Which meant that I learned that the butchers in Manor Green Road didn't only looked a bit quiet, it had shut up shop. The shop had been stripped out, only leaving things like the walk-in chiller room - left in the snap above.
There had been various attempts to keep the place going after the originating butcher retired - himself having started out when the place was a branch of Kingston's, at that time a modest chain of butchers (and graziers) in and around Epsom, and the latest attempt came from Appleford, who already had a couple of shops in Ashtead. A plus was the economies of scale involved, a minus was that Ashtead attracted a different kind of trade than a shop in Manor Green Road. A shop which had not been helped by the series of changes. But it had sold me some good pork over the years - as noticed, for example, at reference 1.
Perhaps the truth of the matter is that butchers are no longer part of the regular shoppers' round, along with the greengrocers and bakers of old. The only people who use butchers are posh people with plenty of money, willing and able to buy the fancy cuts needed to keep a small independent afloat. Quality rather than quantity. To think that when we bought our first flat, in Wood Green, back in the early 1980s, we had three or four butchers in easy walking distance, all heaving with both meat and customers at the weekend.
There were also some new-to-me people outside TB, so perhaps there has been change there too.
Then through the recreation ground and into Station Approach, where there was a regular festival of trolleys: I had clearly been missed. For old times' sake, I actually captured and returned the first of them, a medium small from the M&S food hall - aka Light 100 - dating back to March of last year, so still in pretty good condition.
Note the handle of the fine new NHS walking stick, a rather better length than my own bentwood stick. Good positive grip on the ground too.
Then there was a rare small trolley a bit further along. Then, at the top of the Kokoro Passage, a couple of large trolleys from Sainsbury's. Something one does not come across very often in Epsom, with the Kiln Lane Sainsbury's being a kilometre or so away up East Street.

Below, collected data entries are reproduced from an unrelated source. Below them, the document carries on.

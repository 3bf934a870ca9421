//! Change notification.
//!
//! Listeners are plain callbacks kept in registration order. Delivery is
//! synchronous on the caller's thread; a listener that panics is logged and
//! skipped, and the rest still run.

use std::any::Any;
use std::fmt;
use std::panic::{self, AssertUnwindSafe};

use chrono::{DateTime, Utc};
use serde::Serialize;
use tracing::error;

/// What part of the engine state changed.
#[derive(Debug, Clone, Copy, PartialEq, Eq, Hash, Serialize)]
#[serde(rename_all = "snake_case")]
pub enum ChangeKind {
    /// The active slot's identity or content changed
    CurrentChanged,
    /// Queue contents or order changed
    QueueChanged,
}

impl ChangeKind {
    pub fn as_str(&self) -> &'static str {
        match self {
            Self::CurrentChanged => "current_changed",
            Self::QueueChanged => "queue_changed",
        }
    }
}

/// A committed change.
#[derive(Debug, Clone, Copy, PartialEq, Eq, Serialize)]
pub struct ChangeEvent {
    pub kind: ChangeKind,
    /// Engine clock time of the commit
    pub at: DateTime<Utc>,
}

/// Handle returned by registration, used to unsubscribe.
#[derive(Debug, Clone, Copy, PartialEq, Eq, Hash)]
pub struct ListenerId(u64);

type Listener<S> = Box<dyn FnMut(&ChangeEvent, &S)>;

/// Ordered set of change listeners over state `S`.
pub struct Listeners<S> {
    next_id: u64,
    entries: Vec<(ListenerId, Listener<S>)>,
}

impl<S> Listeners<S> {
    pub fn new() -> Self {
        Self {
            next_id: 0,
            entries: Vec::new(),
        }
    }

    /// Register a listener. It runs after every listener registered before it.
    pub fn add<F>(&mut self, listener: F) -> ListenerId
    where
        F: FnMut(&ChangeEvent, &S) + 'static,
    {
        let id = ListenerId(self.next_id);
        self.next_id += 1;
        self.entries.push((id, Box::new(listener)));
        id
    }

    /// Unregister a listener. Returns false if it was not registered.
    pub fn remove(&mut self, id: ListenerId) -> bool {
        let before = self.entries.len();
        self.entries.retain(|(entry, _)| *entry != id);
        self.entries.len() != before
    }

    pub fn len(&self) -> usize {
        self.entries.len()
    }

    pub fn is_empty(&self) -> bool {
        self.entries.is_empty()
    }

    /// Deliver an event to every listener, returning how many panicked.
    pub fn dispatch(&mut self, event: &ChangeEvent, state: &S) -> usize {
        let mut failures = 0;
        for (id, listener) in self.entries.iter_mut() {
            let outcome = panic::catch_unwind(AssertUnwindSafe(|| listener(event, state)));
            if let Err(payload) = outcome {
                failures += 1;
                error!(
                    listener = id.0,
                    kind = event.kind.as_str(),
                    panic = %panic_message(&*payload),
                    "Change listener panicked"
                );
            }
        }
        failures
    }
}

impl<S> Default for Listeners<S> {
    fn default() -> Self {
        Self::new()
    }
}

impl<S> fmt::Debug for Listeners<S> {
    fn fmt(&self, f: &mut fmt::Formatter<'_>) -> fmt::Result {
        f.debug_struct("Listeners")
            .field("count", &self.entries.len())
            .finish()
    }
}

fn panic_message(payload: &(dyn Any + Send)) -> String {
    if let Some(s) = payload.downcast_ref::<&str>() {
        (*s).to_string()
    } else if let Some(s) = payload.downcast_ref::<String>() {
        s.clone()
    } else {
        "non-string panic payload".to_string()
    }
}

#[cfg(test)]
mod tests {
    use super::*;
    use std::cell::RefCell;
    use std::rc::Rc;

    fn event(kind: ChangeKind) -> ChangeEvent {
        ChangeEvent {
            kind,
            at: DateTime::<Utc>::default(),
        }
    }

    #[test]
    fn test_dispatch_in_registration_order() {
        let log = Rc::new(RefCell::new(Vec::new()));
        let mut listeners: Listeners<u32> = Listeners::new();

        for tag in ["first", "second", "third"] {
            let log = log.clone();
            listeners.add(move |e: &ChangeEvent, state: &u32| {
                log.borrow_mut().push((tag, e.kind, *state));
            });
        }

        listeners.dispatch(&event(ChangeKind::QueueChanged), &7);

        assert_eq!(
            *log.borrow(),
            vec![
                ("first", ChangeKind::QueueChanged, 7),
                ("second", ChangeKind::QueueChanged, 7),
                ("third", ChangeKind::QueueChanged, 7),
            ]
        );
    }

    #[test]
    fn test_remove() {
        let hits = Rc::new(RefCell::new(0));
        let mut listeners: Listeners<()> = Listeners::new();

        let h = hits.clone();
        let id = listeners.add(move |_: &ChangeEvent, _: &()| *h.borrow_mut() += 1);
        assert_eq!(listeners.len(), 1);

        assert!(listeners.remove(id));
        assert!(!listeners.remove(id));
        assert!(listeners.is_empty());

        listeners.dispatch(&event(ChangeKind::CurrentChanged), &());
        assert_eq!(*hits.borrow(), 0);
    }

    #[test]
    fn test_panicking_listener_does_not_stop_delivery() {
        let hits = Rc::new(RefCell::new(0));
        let mut listeners: Listeners<()> = Listeners::new();

        listeners.add(|_: &ChangeEvent, _: &()| panic!("listener blew up"));
        let h = hits.clone();
        listeners.add(move |_: &ChangeEvent, _: &()| *h.borrow_mut() += 1);

        let failures = listeners.dispatch(&event(ChangeKind::CurrentChanged), &());

        assert_eq!(failures, 1);
        assert_eq!(*hits.borrow(), 1);
    }

    #[test]
    fn test_panic_message() {
        assert_eq!(panic_message(&"boom"), "boom");
        assert_eq!(panic_message(&"boom".to_string()), "boom");
        assert_eq!(panic_message(&42_i32), "non-string panic payload");
    }
}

Plus another trolley from M&S, visible above and slightly to the right.
Four from B&M at the bottom of the ramp. And closing with yet another from M&S outside the Rio Grill. A total of ten of them.
A modest amount of shopping for speciality items not usually to be found on BH's regular trips to Sainsbury's, including a new supply of lemon sherbets, a sweet I am fond of for keeping me going when I am driving, a sweet I have been eating on and off since I was a child, using my very modest pocket money to buy sweets from the village post office on the way home from school. A sweet which sweats in an unpleasant way if it gets hot, so best not to buy too many at once. The cheerful young girl in Hetty's (our local sweet shop, full of two litre jars of sweets, plastic now rather than glass) told me that they were one of their most popular items, so it was not just me.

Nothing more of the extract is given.